◆ Data records
◇ ◇ ◇ ◇
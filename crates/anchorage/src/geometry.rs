//! Interpolation between solved key sizes, and vertex positions for a concrete layout extent.

use std::collections::{BTreeMap, VecDeque};

use tracing::trace;

use crate::anchor::{AxisGraph, Vertex};
use crate::arena::VertexId;
use crate::model::{Edge, ItemRef};

/// Which pair of neighbouring key sizes a value falls between.
#[derive(Debug, Clone, Copy, PartialEq, Eq)]
pub(crate) enum Interval {
    MinimumToMinPreferred,
    MinPreferredToPreferred,
    PreferredToMaxPreferred,
    MaxPreferredToMaximum,
}

/// Position of a value relative to five key sizes: the interval plus how far into it.
#[derive(Debug, Clone, Copy, PartialEq)]
pub(crate) struct Factor {
    pub interval: Interval,
    pub progress: f64,
}

impl Factor {
    pub fn of(value: f64, min: f64, min_pref: f64, pref: f64, max_pref: f64, max: f64) -> Self {
        let (interval, lower, upper) = if value < min_pref {
            (Interval::MinimumToMinPreferred, min, min_pref)
        } else if value < pref {
            (Interval::MinPreferredToPreferred, min_pref, pref)
        } else if value < max_pref {
            (Interval::PreferredToMaxPreferred, pref, max_pref)
        } else {
            (Interval::MaxPreferredToMaximum, max_pref, max)
        };
        let progress = if upper == lower {
            0.0
        } else {
            (value - lower) / (upper - lower)
        };
        Self { interval, progress }
    }
}

pub(crate) fn interpolate(
    factor: Factor,
    min: f64,
    min_pref: f64,
    pref: f64,
    max_pref: f64,
    max: f64,
) -> f64 {
    let (lower, upper) = match factor.interval {
        Interval::MinimumToMinPreferred => (min, min_pref),
        Interval::MinPreferredToPreferred => (min_pref, pref),
        Interval::PreferredToMaxPreferred => (pref, max_pref),
        Interval::MaxPreferredToMaximum => (max_pref, max),
    };
    lower + factor.progress * (upper - lower)
}

/// Distance of every reachable vertex from the layout's first edge, for a layout extent of
/// `current` along the axis.
///
/// Components not connected to the layout are laid out on their own, shifted so their
/// closest vertex sits at distance zero.
pub(crate) fn vertex_distances(axis: &AxisGraph, current: f64) -> BTreeMap<VertexId, f64> {
    let keys = axis.key_sizes;
    let mut factor = Factor::of(
        current,
        keys.minimum,
        keys.preferred,
        keys.preferred,
        keys.preferred,
        keys.maximum,
    );
    factor.progress = factor.progress.clamp(0.0, 1.0);
    trace!(
        target: "anchorage::geometry",
        orientation = ?axis.orientation,
        current,
        ?factor,
        "interpolating anchors"
    );

    let mut distances = BTreeMap::new();
    spread_from(axis, axis.layout.first, factor, &mut distances);

    for (v, vertex) in axis.vertices.iter() {
        if distances.contains_key(&v) || axis.graph.degree(v) == 0 {
            continue;
        }
        if !matches!(vertex, Vertex::Point(_)) {
            continue;
        }
        let mut component = BTreeMap::new();
        spread_from(axis, v, factor, &mut component);
        let offset = component.values().copied().fold(f64::INFINITY, f64::min);
        for (w, d) in component {
            distances.insert(w, d - offset);
        }
    }
    distances
}

fn spread_from(
    axis: &AxisGraph,
    root: VertexId,
    factor: Factor,
    distances: &mut BTreeMap<VertexId, f64>,
) {
    distances.insert(root, 0.0);
    let mut queue = VecDeque::from([root]);
    while let Some(v) = queue.pop_front() {
        let base = distances.get(&v).copied().unwrap_or_default();
        for w in axis.graph.neighbors(v) {
            if distances.contains_key(&w) {
                continue;
            }
            let Some(anchor) = axis
                .anchor_between(v, w)
                .and_then(|id| axis.anchors.get(id))
            else {
                continue;
            };
            let s = anchor.solved;
            let length = interpolate(
                factor,
                s.at_minimum,
                s.at_preferred,
                s.at_preferred,
                s.at_preferred,
                s.at_maximum,
            );
            let distance = if anchor.from == v {
                base + length
            } else {
                base - length
            };
            distances.insert(w, distance);
            queue.push_back(w);
        }
    }
}

/// Start and end distance of an item along the axis.
pub(crate) fn item_span(
    axis: &AxisGraph,
    distances: &BTreeMap<VertexId, f64>,
    item: ItemRef,
) -> Option<(f64, f64)> {
    let first = axis.point(item, Edge::first(axis.orientation))?;
    let last = axis.point(item, Edge::last(axis.orientation))?;
    Some((*distances.get(&first)?, *distances.get(&last)?))
}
◇ ◇ ◇ ◇
◆ WORK REQUEST
Every line in the records above that contains the word "MinPreferredToPreferred" is to be copied out.

◆ COMPLETED EXERCISE
    MinPreferredToPreferred,
            (Interval::MinPreferredToPreferred, min_pref, pref)
        Interval::MinPreferredToPreferred => (min_pref, pref),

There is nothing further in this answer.